Lo que le pasó a Jeremías le ha pasado a mucha gente. Y te puede pasar a ti. El Señor te complica la vida, te obliga a andar por caminos que no tenías pensado recorrer, e incluso te enfrenta a la oposición de la gente. Ahí se prueba nuestra fidelidad. Hay que ser testigos y llevar el mensaje permanentemente. Y es duro. Porque no todos aceptan ese mensaje que la Palabra nos ofrece. Y no a todos les gusta que les recuerden que no siempre actúan bien. El final de (casi) todos los profetas, de antes y de ahora, nos lo recuerda. Mártires de la Iglesia, mártires…

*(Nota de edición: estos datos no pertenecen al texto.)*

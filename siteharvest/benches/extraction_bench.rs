//! Benchmarks for record extraction and projection.

use criterion::{black_box, criterion_group, criterion_main, BenchmarkId, Criterion};

use siteharvest::driver::{HtmlPageDriver, StaticFetcher};
use siteharvest::extract::RecordExtractor;
use siteharvest::projection::project;
use siteharvest::testing::{company_schema, listing_page, CompanyCard};

fn listing(cards: usize) -> String {
    let cards: Vec<_> = (0..cards)
        .map(|i| {
            CompanyCard::new(format!("Company {i}"))
                .with_email(format!("info@company{i}.com"))
                .with_address(format!("{i} Main Street"))
        })
        .collect();
    listing_page(&cards, Some("/page/2"))
}

fn extraction_benchmark(c: &mut Criterion) {
    let extractor = RecordExtractor::new(company_schema());

    let mut group = c.benchmark_group("extract_cards");
    for cards in [100, 400, 1600] {
        let driver = HtmlPageDriver::new(StaticFetcher::new());
        driver.load_html("https://bench.test/", listing(cards));
        group.bench_with_input(BenchmarkId::from_parameter(cards), &driver, |b, driver| {
            b.iter(|| {
                let records = tokio_test::block_on(extractor.extract(driver)).unwrap();
                black_box(records)
            })
        });
    }
    group.finish();

    let driver = HtmlPageDriver::new(StaticFetcher::new());
    driver.load_html("https://bench.test/", listing(100));
    let records = tokio_test::block_on(extractor.extract(&driver)).unwrap();
    let columns = ["company_name", "address", "email", "website", "phone"];
    c.bench_function("project_100_records", |b| {
        b.iter(|| black_box(project(&records, &columns)))
    });
}

criterion_group!(benches, extraction_benchmark);
criterion_main!(benches);
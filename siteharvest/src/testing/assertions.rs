//! Test assertions for extracted and projected records.

use crate::extract::Record;

/// Values of `column` across `records`, in order.
#[must_use]
pub fn column_values<'a>(records: &'a [Record], column: &str) -> Vec<Option<&'a str>> {
    records.iter().map(|record| record.get(column)).collect()
}

/// Asserts that every record has exactly `columns`, in that order.
pub fn assert_columns(records: &[Record], columns: &[&str]) {
    for (index, record) in records.iter().enumerate() {
        let keys: Vec<&str> = record.keys().collect();
        assert_eq!(
            keys, columns,
            "Record {index} has columns {keys:?}, expected {columns:?}"
        );
    }
}

/// Asserts the values of `column` across `records`.
pub fn assert_column_values(records: &[Record], column: &str, expected: &[Option<&str>]) {
    let actual = column_values(records, column);
    assert_eq!(
        actual, expected,
        "Unexpected values for column '{column}'"
    );
}

#[cfg(test)]
mod tests {
    use super::*;

    fn sample() -> Vec<Record> {
        vec![
            [("a", Some("1".to_string())), ("b", None)].into_iter().collect(),
            [("a", None), ("b", Some("2".to_string()))].into_iter().collect(),
        ]
    }

    #[test]
    fn test_column_values() {
        assert_eq!(column_values(&sample(), "a"), vec![Some("1"), None]);
        assert_eq!(column_values(&sample(), "missing"), vec![None, None]);
    }

    #[test]
    fn test_assert_columns_passes() {
        assert_columns(&sample(), &["a", "b"]);
        assert_column_values(&sample(), "b", &[None, Some("2")]);
    }

    #[test]
    #[should_panic(expected = "expected [\"b\", \"a\"]")]
    fn test_assert_columns_checks_order() {
        assert_columns(&sample(), &["b", "a"]);
    }
}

No fue fácil ni para el mismo Jesús. Se trata de conservar, recoger y asegurar definitivamente la vida, o de perder; de la completa destrucción, de la vaciedad y falta de sentido. El hombre tiene ante sí las dos posibilidades. Uno de los caminos es el que conduce a la vida, y el otro el que conduce a la perdición. Una gran paradoja, porque en general, todos queremos conservar nuestra vida. Y aquí se trata no de suicidarse, porque no encontramos el sentido a la existencia. Se trata de que, por saber qué es y Quién es el que da sentido a nuestro vivir, estemos dispuestos a morir por Él. Morir físicamente, o morir a nuestras querencias, deseos, gustos y apetencias. Se trata de ir dejando esas riquezas que, como al joven rico, no nos dejan entregarnos de lleno a la causa del Reino.
No es cuestión de estar ya rozando los límites de la santidad. Se trata de, como nos recuerda la segunda lectura, de transformarnos “por la renovación de la mente, para que sepáis discernir lo que es la voluntad de Dios, lo bueno, lo que le agrada, lo perfecto.” Una tarea que no fue nunca fácil, ni siquiera para los Apóstoles, ni para tantos santos que en el mundo han sido. Una tarea que merece la pena. Al final, el Señor nos dará la paga que merezcamos. Ojalá sepamos vivir de tal modo, que la paga sea la mayor a la que puede aspirar un cristiano, la vida eterna. Discerniendo siempre, preguntándonos cada día “qué quiere Dios de mí hoy y ahora, para que el Reino siga creciendo. Para que yo sea más feliz”. Con la ayuda del Espíritu."